While the Yanukovych 'family' from Donetsk have mostly fled Ukraine, and on January 12 appeared at long last on Interpol’s international wanted list, many of the controversial figures formerly around Naftogaz – with the exception of the 'front man' Kurchenko – remain at large and some even entered parliament in the elections held on October 26.

The parliamentary group of the largest opposition party, Opposition Bloc, is now headed by former energy minister Yury Boiko, regarded as the informal head of the 'Naftogaz' clan. His long-term ally, head of Naftogaz 2010-2014, Evhen Bakulin, also entered parliament for the party.

Bakulin was in fact spectacularly detained immediately following Yanukovych's ouster, with Serhiy Katsuba seen to be in close attendance. The new interior minister of the time, Arsen Avakov, publicly accused him of allowing $4bn worth of fraud to take place at Naftogaz. But Bakulin was later released, and allowed to run for parliament.

These contrasting fates may shed light on deals cut behind the scenes during the ousting of Yanukovych in 2014, which continue to shape what the government is trying to bill as the ‘new Ukraine’: As the New York Times described in a recent investigation, Yanukovych's power melted so rapidly because he found himself deserted by key allies during the winter of 2013-2014, leaving him no option but to flee the country on February 22, 2014. "The president was not so much overthrown as cast adrift by his own allies," the report claimed.

The 'Naftogaz clan’ may have become disillusioned with Yanukovych in the run-up to his ousting, in particular after Boiko's removal as energy minister in December 2012 and his replacement by a close Yanukovych associate called Eduard Stavitsky. "The [post-revolution] government had to rely on the compliance of former Yanukovych people, both to keep order in the regions and to boost parliamentary power. This facilitated shifts in the parliament that helped the new government gain and maintain a majority," says Teneo Intelligence vice-president Otilia Dhand. "Between February 18 and 25, Yanukovych lost his parliamentary majority and that is what in effect broke his neck.”

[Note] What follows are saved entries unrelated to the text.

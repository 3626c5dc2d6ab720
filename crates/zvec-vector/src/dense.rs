//! Dense vectors: every dimension materialized.

use crate::distance;
use crate::sparse::SparseVector;
use crate::traits::VectorModel;
use crate::{check_dimensions, check_same_dimensions, Result, VectorError};
use serde::{Deserialize, Serialize};

/// Ordered sequence of `f32` values, at least one long.
///
/// The values are owned; nothing outside the vector can mutate them. Use
/// [`as_slice`](Self::as_slice) to borrow and [`into_vec`](Self::into_vec) to take
/// the storage back.
///
/// NaN components are accepted. Equality treats any NaN as equal to any other
/// NaN so that a decoded vector compares equal to the one that was encoded;
/// every other component compares with `==`.
#[derive(Debug, Clone, Serialize, Deserialize)]
#[serde(try_from = "Vec<f32>", into = "Vec<f32>")]
pub struct DenseVector {
    values: Vec<f32>,
}

impl DenseVector {
    /// Create a dense vector from owned values.
    ///
    /// # Errors
    ///
    /// `InvalidDimension` if `values` is empty.
    ///
    /// # Example
    ///
    /// ```
    /// use zvec_vector::{DenseVector, VectorModel};
    ///
    /// let v = DenseVector::new(vec![3.0, 4.0]).unwrap();
    /// assert_eq!(v.dimensions(), 2);
    /// assert!((v.norm() - 5.0).abs() < 1e-12);
    /// ```
    pub fn new(values: Vec<f32>) -> Result<Self> {
        check_dimensions("DenseVector::new", values.len())?;
        Ok(Self { values })
    }

    /// Copy values out of a borrowed slice.
    pub fn from_slice(values: &[f32]) -> Result<Self> {
        Self::new(values.to_vec())
    }

    /// All-zero vector.
    pub fn zeros(dimensions: usize) -> Result<Self> {
        Self::filled(dimensions, 0.0)
    }

    /// Vector with every component set to `value`.
    pub fn filled(dimensions: usize, value: f32) -> Result<Self> {
        check_dimensions("DenseVector::filled", dimensions)?;
        Ok(Self {
            values: vec![value; dimensions],
        })
    }

    /// Component at `index`.
    pub fn get(&self, index: usize) -> Result<f32> {
        self.values
            .get(index)
            .copied()
            .ok_or(VectorError::IndexOutOfRange {
                op: "DenseVector::get",
                index,
                dimensions: self.values.len(),
            })
    }

    pub fn as_slice(&self) -> &[f32] {
        &self.values
    }

    pub fn into_vec(self) -> Vec<f32> {
        self.values
    }

    pub fn iter(&self) -> std::slice::Iter<'_, f32> {
        self.values.iter()
    }

    /// Element-wise sum.
    pub fn add(&self, other: &DenseVector) -> Result<Self> {
        self.zip_with("DenseVector::add", other, |a, b| a + b)
    }

    /// Element-wise difference.
    pub fn subtract(&self, other: &DenseVector) -> Result<Self> {
        self.zip_with("DenseVector::subtract", other, |a, b| a - b)
    }

    /// Element-wise (Hadamard) product.
    pub fn hadamard(&self, other: &DenseVector) -> Result<Self> {
        self.zip_with("DenseVector::hadamard", other, |a, b| a * b)
    }

    /// Scalar multiplication.
    pub fn multiply(&self, scalar: f32) -> Self {
        Self {
            values: self.values.iter().map(|v| v * scalar).collect(),
        }
    }

    /// Unit-length copy of this vector.
    ///
    /// # Errors
    ///
    /// `DegenerateVector` if the norm is zero.
    pub fn normalize(&self) -> Result<Self> {
        let norm = self.norm();
        if norm == 0.0 {
            return Err(VectorError::DegenerateVector {
                op: "DenseVector::normalize",
            });
        }
        Ok(self.scaled_by_inverse(norm))
    }

    /// Euclidean distance to another vector.
    pub fn euclidean_distance(&self, other: &DenseVector) -> Result<f64> {
        check_same_dimensions(
            "euclidean_distance",
            self.values.len(),
            other.values.len(),
        )?;
        Ok(distance::euclidean_distance(&self.values, &other.values))
    }

    /// Sparse copy keeping only the non-zero (and non-NaN) components.
    pub fn to_sparse(&self) -> SparseVector {
        SparseVector::from_dense(self)
    }

    /// Wrap values already known to be non-empty.
    pub(crate) fn from_values(values: Vec<f32>) -> Self {
        debug_assert!(!values.is_empty());
        Self { values }
    }

    pub(crate) fn scaled_by_inverse(&self, norm: f64) -> Self {
        Self {
            values: self
                .values
                .iter()
                .map(|&v| (v as f64 / norm) as f32)
                .collect(),
        }
    }

    fn zip_with(
        &self,
        op: &'static str,
        other: &DenseVector,
        f: impl Fn(f32, f32) -> f32,
    ) -> Result<Self> {
        check_same_dimensions(op, self.values.len(), other.values.len())?;
        Ok(Self {
            values: self
                .values
                .iter()
                .zip(&other.values)
                .map(|(&a, &b)| f(a, b))
                .collect(),
        })
    }
}

impl PartialEq for DenseVector {
    fn eq(&self, other: &Self) -> bool {
        self.values.len() == other.values.len()
            && self
                .values
                .iter()
                .zip(&other.values)
                .all(|(&a, &b)| a == b || (a.is_nan() && b.is_nan()))
    }
}

impl VectorModel for DenseVector {
    fn dimensions(&self) -> usize {
        self.values.len()
    }

    fn to_array(&self) -> Vec<f32> {
        self.values.clone()
    }

    fn norm(&self) -> f64 {
        distance::l2_norm(&self.values)
    }

    fn norm_l1(&self) -> f64 {
        distance::l1_norm(&self.values)
    }

    fn is_zero(&self) -> bool {
        self.values.iter().all(|&v| v == 0.0)
    }

    fn as_dense_slice(&self) -> Option<&[f32]> {
        Some(&self.values)
    }
}

impl TryFrom<Vec<f32>> for DenseVector {
    type Error = VectorError;

    fn try_from(values: Vec<f32>) -> Result<Self> {
        Self::new(values)
    }
}

impl From<DenseVector> for Vec<f32> {
    fn from(v: DenseVector) -> Self {
        v.values
    }
}

impl AsRef<[f32]> for DenseVector {
    fn as_ref(&self) -> &[f32] {
        &self.values
    }
}

impl<'a> IntoIterator for &'a DenseVector {
    type Item = &'a f32;
    type IntoIter = std::slice::Iter<'a, f32>;

    fn into_iter(self) -> Self::IntoIter {
        self.values.iter()
    }
}

#[cfg(test)]
mod tests {
    use super::*;

    #[test]
    fn test_equality_with_nan() {
        let a = DenseVector::new(vec![1.0, f32::NAN, 2.0]).unwrap();
        let b = DenseVector::new(vec![1.0, f32::NAN, 2.0]).unwrap();
        assert_eq!(a, b);
        assert_eq!(a, a.clone());

        let c = DenseVector::new(vec![1.0, 0.0, 2.0]).unwrap();
        assert_ne!(a, c);
        assert_ne!(c, a);

        // Signed zeros are equal, as with `==`.
        let pos = DenseVector::new(vec![0.0]).unwrap();
        let neg = DenseVector::new(vec![-0.0]).unwrap();
        assert_eq!(pos, neg);
    }

    #[test]
    fn test_serde_json() {
        let v = DenseVector::new(vec![0.5, -1.25, 3.0]).unwrap();
        let json = serde_json::to_string(&v).unwrap();
        assert_eq!(json, "[0.5,-1.25,3.0]");
        let back: DenseVector = serde_json::from_str(&json).unwrap();
        assert_eq!(back, v);

        // Deserialization goes through `new`, so an empty array is rejected.
        assert!(serde_json::from_str::<DenseVector>("[]").is_err());
    }

    #[test]
    fn test_new_rejects_empty() {
        let err = DenseVector::new(vec![]).unwrap_err();
        assert!(matches!(err, VectorError::InvalidDimension { dimensions: 0, .. }));
        assert!(DenseVector::zeros(0).is_err());
    }

    #[test]
    fn test_constructor_owns_storage() {
        let mut source = vec![1.0, 2.0, 3.0];
        let v = DenseVector::from_slice(&source).unwrap();
        source[0] = 99.0;
        assert_eq!(v.as_slice(), &[1.0, 2.0, 3.0]);

        let mut copy = v.to_array();
        copy[1] = -5.0;
        assert_eq!(v.get(1).unwrap(), 2.0);
    }

    #[test]
    fn test_get_out_of_range() {
        let v = DenseVector::new(vec![1.0]).unwrap();
        assert!(matches!(
            v.get(1),
            Err(VectorError::IndexOutOfRange { index: 1, dimensions: 1, .. })
        ));
    }

    #[test]
    fn test_arithmetic() {
        let a = DenseVector::new(vec![1.0, 2.0, 3.0]).unwrap();
        let b = DenseVector::new(vec![4.0, 5.0, 6.0]).unwrap();

        assert_eq!(a.add(&b).unwrap().as_slice(), &[5.0, 7.0, 9.0]);
        assert_eq!(b.subtract(&a).unwrap().as_slice(), &[3.0, 3.0, 3.0]);
        assert_eq!(a.hadamard(&b).unwrap().as_slice(), &[4.0, 10.0, 18.0]);
        assert_eq!(a.multiply(2.0).as_slice(), &[2.0, 4.0, 6.0]);

        // Receivers are untouched.
        assert_eq!(a.as_slice(), &[1.0, 2.0, 3.0]);

        let short = DenseVector::new(vec![1.0]).unwrap();
        assert!(matches!(
            a.add(&short),
            Err(VectorError::DimensionMismatch { expected: 3, actual: 1, .. })
        ));
    }

    #[test]
    fn test_norms_and_zero() {
        let v = DenseVector::new(vec![3.0, -4.0]).unwrap();
        assert!((v.norm() - 5.0).abs() < 1e-12);
        assert!((v.norm_l1() - 7.0).abs() < 1e-12);
        assert!(!v.is_zero());
        assert!(DenseVector::zeros(4).unwrap().is_zero());
    }

    #[test]
    fn test_normalize() {
        let v = DenseVector::new(vec![3.0, 4.0]).unwrap();
        let n = v.normalize().unwrap();
        assert!((n.norm() - 1.0).abs() < 1e-6);
        assert!((n.get(0).unwrap() - 0.6).abs() < 1e-6);

        let zero = DenseVector::zeros(2).unwrap();
        assert!(matches!(
            zero.normalize(),
            Err(VectorError::DegenerateVector { .. })
        ));
    }

    #[test]
    fn test_dot_and_cosine() {
        let a = DenseVector::new(vec![1.0, 2.0, 3.0]).unwrap();
        let b = DenseVector::new(vec![4.0, 5.0, 6.0]).unwrap();
        assert!((a.dot_product(&b).unwrap() - 32.0).abs() < 1e-6);
        assert!((a.cosine_similarity(&a).unwrap() - 1.0).abs() < 1e-9);

        let c = DenseVector::new(vec![1.0, 2.0]).unwrap();
        let err = a.dot_product(&c).unwrap_err();
        assert_eq!(err.to_string(), "dimension mismatch in dot_product: 3 vs 2");

        let zero = DenseVector::zeros(3).unwrap();
        assert!(matches!(
            a.cosine_similarity(&zero),
            Err(VectorError::DegenerateVector { .. })
        ));
    }

    #[test]
    fn test_to_sparse_drops_zeros() {
        let v = DenseVector::new(vec![0.0, 1.5, 0.0, -2.0]).unwrap();
        let s = v.to_sparse();
        assert_eq!(s.non_zero_count(), 2);
        assert_eq!(s.dimensions(), 4);
        assert_eq!(s.to_array(), v.to_array());
    }

    #[test]
    fn test_euclidean_distance() {
        let a = DenseVector::new(vec![0.0, 0.0]).unwrap();
        let b = DenseVector::new(vec![3.0, 4.0]).unwrap();
        assert!((a.euclidean_distance(&b).unwrap() - 5.0).abs() < 1e-9);
    }
}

Deals struck between the leaders of the Euromaidan protests and former Yanukovych supporters could have included promises not to prosecute, analysts say. As a result, "there has been mounting evidence that the current government has been negligent in its attempt to criminally prosecute its predecessors," according to Concorde Capital political analyst, Zenon Zawada.

Prosecutors' slow progress in bringing figures from the Yanukovych era to account has already sparked calls for the firing of current prosecutor general, Vitaly Yarema, a close ally of President Petro Poroshenko. 127 MPs signed a resolution calling for his firing on January 14, claimed MP Egor Sobolev from the Sampomich party, a member of the government coalition.

Business as usual

Meanwhile, the Katsuba family are back to business in the new post-Euromaidan reality – despite negative press coverage over Oleksandr's reportedly extravagant wedding at a Paris chateau in July, and recent drone footage of their palatial family home near Kyiv.  "We have always had our own business and means, this hasn't come out of thin air," Oleksandr tells bne, referring to the family home. "When I was six years old, we already lived in an eight-bedroom house.”

Forbes Ukraine recently even profiled Oleksandr in his new calling as IT venture capitalist - with no mention of his controversial energy past. Forbes Ukraine was acquired in 2013 by none other than Serhiy Kurchenko.

According to the newly launched website of the Katsuba Corporation, their declared assets are mostly in construction materials, commercial real estate and agriculture in their native Kharkiv, as well as an online retail credit start-up.

The only mention of gas on the Katsuba Corporation website is a blog written by Serhiy, in which he gives Ukrainians clever tips on how to cut energy consumption – and thus ease pressure on the state budget: switch off heating in unused rooms, and don’t use hot water to clean your teeth. "Save energy, save Ukraine!" is the motto of his new campaign, without a hint of irony.